Vijay's first breakthrough was in 1996 with Vikraman's romance film, Poove Unakkaga. His subsequent films, Vasanth's Nerrukku Ner (1997) and Fazil's Kadhalukku Mariyadhai (1997), were critically and commercially successful. His performance in the latter won him the Tamil Nadu State Film Award for Best Actor. Thulladha Manamum Thullum (1999), where he played a passionate singer gained him the reputation of a romantic hero.

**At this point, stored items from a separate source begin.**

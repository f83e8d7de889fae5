//! Order document behaviour inside the resource actor.

pub mod entity;
pub mod error;

pub use error::*;
use chrono::{DateTime, Utc};
use rust_decimal::Decimal;
use serde::{Deserialize, Serialize};

use crate::product_actor::ProductError;

/// Represents a product in the catalogue.
#[derive(Debug, Clone, PartialEq, Serialize, Deserialize)]
pub struct Product {
    pub id: String,
    pub name: String,
    /// Stock keeping unit, unique across the catalogue.
    pub sku: String,
    pub picture: Option<String>,
    pub price: Decimal,
    pub created_at: DateTime<Utc>,
    /// Set by the store alongside `created_at`.
    pub updated_at: DateTime<Utc>,
}

/// Payload for creating a new product.
#[derive(Debug, Clone, Deserialize)]
pub struct ProductCreate {
    pub name: String,
    pub sku: String,
    #[serde(default)]
    pub picture: Option<String>,
    pub price: Decimal,
}

impl ProductCreate {
    pub fn new(name: impl Into<String>, sku: impl Into<String>, price: Decimal) -> Self {
        Self {
            name: name.into(),
            sku: sku.into(),
            picture: None,
            price,
        }
    }

    pub fn with_picture(mut self, picture: impl Into<String>) -> Self {
        self.picture = Some(picture.into());
        self
    }

    pub fn validate(&self) -> Result<(), ProductError> {
        if self.name.trim().is_empty() {
            return Err(ProductError::ValidationError("name is required".to_string()));
        }
        if self.sku.trim().is_empty() {
            return Err(ProductError::ValidationError("sku is required".to_string()));
        }
        if self.price < Decimal::ZERO {
            return Err(ProductError::ValidationError(format!(
                "price must be non-negative, got {}",
                self.price
            )));
        }
        Ok(())
    }
}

Vijay began the new millennium with critically and commercially successful films such as Kushi and Priyamaanavale. The following year, he appeared in three films: Friends, Badri and Shahjahan. All three were box office successes; barring successful ventures Thamizhan, Youth and Bagavathi (all three released in 2002), his subsequent films Vaseegara and Pudhiya Geethai were released. While Vaseegara was a moderate success and received praise for his comic-timing, Puthiya Geethai received negative reviews and underperformed at the box office. The success of his masala film Thirumalai (2003), changed his on-screen persona to that of an action hero. He appeared next as a kabaddi player in Ghilli (2004), which went on to become the most commercially successful Tamil film of the year. His performance as a sword-smith in the masala film Thirupaachi (2005) earned him a special prize at the Tamil Nadu State Film Awards. He continued to achieve commercial success with Sivakasi (2005) and Pokkiri (2007). The latter garnered him a Filmfare Award nomination for Best Actor. Barring Vettaikaaran'''s box office success, all of his subsequent releases from Azhagiya Tamil Magan (2007), where he played dual roles for the first time in his career, to Villu (2009) were average successes; his 50th film, Sura (2010), managed to recover only its production cost.

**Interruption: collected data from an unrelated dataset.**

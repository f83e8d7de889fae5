use async_trait::async_trait;
use chrono::{DateTime, Utc};
use tracing::{debug, instrument};

use crate::actor_framework::ResourceClient;
use crate::domain::{Order, OrderCreate, OrderPatch};
use crate::order_actor::OrderError;
use crate::store::OrderStore;

/// [`OrderStore`] over the order resource actor.
#[derive(Clone)]
pub struct ActorOrderStore {
    inner: ResourceClient<Order>,
}

impl ActorOrderStore {
    pub fn new(inner: ResourceClient<Order>) -> Self {
        Self { inner }
    }
}

#[async_trait]
impl OrderStore for ActorOrderStore {
    #[instrument(skip(self, order))]
    async fn create(&self, order: OrderCreate) -> Result<Order, OrderError> {
        debug!("Sending request");
        Ok(self.inner.create(order).await?)
    }

    #[instrument(skip(self, patch))]
    async fn update_by_id(&self, id: &str, patch: OrderPatch) -> Result<Order, OrderError> {
        debug!("Sending request");
        Ok(self.inner.update(id.to_string(), patch).await?)
    }

    #[instrument(skip(self))]
    async fn find_created_at_least(&self, start: DateTime<Utc>) -> Result<Vec<Order>, OrderError> {
        debug!("Sending request");
        Ok(self.inner.find(move |order| order.created_at >= start).await?)
    }

    #[instrument(skip(self))]
    async fn find_max_by_total(&self) -> Result<Order, OrderError> {
        debug!("Sending request");
        self.inner
            .sorted(|a, b| b.total.cmp(&a.total), 1)
            .await?
            .into_iter()
            .next()
            .ok_or_else(|| OrderError::NotFound("No orders found".to_string()))
    }
}

#[cfg(test)]
mod tests {
    use super::*;
    use crate::actor_framework::FrameworkError;
    use crate::mock_framework::{create_mock_client, expect_create, expect_find, expect_sorted, expect_update};
    use chrono::TimeZone;
    use rust_decimal_macros::dec;

    fn order(id: &str, total: rust_decimal::Decimal, created_at: DateTime<Utc>) -> Order {
        Order {
            id: id.to_string(),
            client_name: "Alice".to_string(),
            total,
            product_list: vec![],
            created_at,
        }
    }

    #[tokio::test]
    async fn test_find_created_at_least_sends_inclusive_filter() {
        let (client, mut receiver) = create_mock_client::<Order>(10);
        let store = ActorOrderStore::new(client);
        let start = Utc.with_ymd_and_hms(2024, 6, 1, 0, 0, 0).unwrap();

        let task = tokio::spawn(async move { store.find_created_at_least(start).await });

        let (filter, responder) = expect_find(&mut receiver).await.expect("Expected Find request");
        assert!(filter(&order("o1", dec!(1), start)));
        assert!(filter(&order("o2", dec!(1), start + chrono::Duration::seconds(1))));
        assert!(!filter(&order("o3", dec!(1), start - chrono::Duration::seconds(1))));
        responder.send(Ok(vec![order("o1", dec!(1), start)])).unwrap();

        let found = task.await.unwrap().unwrap();
        assert_eq!(found.len(), 1);
    }

    #[tokio::test]
    async fn test_find_max_by_total_sorts_descending_and_limits_to_one() {
        let (client, mut receiver) = create_mock_client::<Order>(10);
        let store = ActorOrderStore::new(client);
        let now = Utc::now();

        let task = tokio::spawn(async move { store.find_max_by_total().await });

        let (compare, limit, responder) = expect_sorted(&mut receiver).await.expect("Expected Sorted request");
        assert_eq!(limit, 1);
        let (small, big) = (order("a", dec!(10), now), order("b", dec!(50), now));
        assert_eq!(compare(&big, &small), std::cmp::Ordering::Less);
        responder.send(Ok(vec![big.clone()])).unwrap();

        assert_eq!(task.await.unwrap().unwrap(), big);
    }

    #[tokio::test]
    async fn test_find_max_on_empty_store_is_not_found() {
        let (client, mut receiver) = create_mock_client::<Order>(10);
        let store = ActorOrderStore::new(client);

        let task = tokio::spawn(async move { store.find_max_by_total().await });
        let (_, _, responder) = expect_sorted(&mut receiver).await.expect("Expected Sorted request");
        responder.send(Ok(vec![])).unwrap();

        assert!(matches!(task.await.unwrap(), Err(OrderError::NotFound(_))));
    }

    #[tokio::test]
    async fn test_framework_errors_map_to_order_errors() {
        let (client, mut receiver) = create_mock_client::<Order>(10);
        let store = ActorOrderStore::new(client);

        let update_store = store.clone();
        let task = tokio::spawn(async move { update_store.update_by_id("order_9", OrderPatch::default()).await });
        let (id, _, responder) = expect_update(&mut receiver).await.expect("Expected Update request");
        assert_eq!(id, "order_9");
        responder.send(Err(FrameworkError::NotFound(id))).unwrap();
        assert_eq!(task.await.unwrap(), Err(OrderError::NotFound("order_9".to_string())));

        // A responder dropped mid-request is a storage failure.
        let task = tokio::spawn(async move {
            store.create(OrderCreate::new("Bob", dec!(5), ["p1"])).await
        });
        let (params, responder) = expect_create(&mut receiver).await.expect("Expected Create request");
        assert_eq!(params.client_name, "Bob");
        drop(responder);
        assert!(matches!(task.await.unwrap(), Err(OrderError::StorageError(_))));
    }
}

In 2011 Vijay's career prospects improved after he was praised for his role as a bodyguard in Kaavalan. Velayudham in which, he appeared as a masked superhero was commercially successful worldwide. The following year he appeared in two films: as a college student in Nanban and an army officer in Thuppakki. His performances in both films received positive critical feedback, with the latter earning him a Best Actor nomination at the 60th Filmfare Awards South. He followed that with A. L. Vijay's Thalaivaa (2013) and the multi-starrer Jilla (2014) which was commercially successful. He teamed up with Murugadoss again for the action film Kaththi (2014). The film, which had Vijay playing dual roles as a thief and an idealist, became one of the highest-grossing Tamil films of that year; his performances earned him critics praise. In his next film, Chimbu Deven's fantasy Puli (2015), he featured again in dual roles; it was an overseas success. The following year, he played a police officer in Atlee's Theri. The film had one of the biggest openings in Tamil cinema and was a major commercial success. Vijay's performance won him South Indian International Movie Awards. He played triple roles for the first time in Mersal (2017), his second collaboration with Atlee. In addition to garnering a UK Award for Best Actor, the film collected 2.5 billion. Vijay earned positive critical acclaim for Bairavaa (2017) and Sarkar (2018). He also starred in films Bigil (2019), Master (2021), Beast (2022) and Varisu (2023) which received mixed reviews, but became commercially successful.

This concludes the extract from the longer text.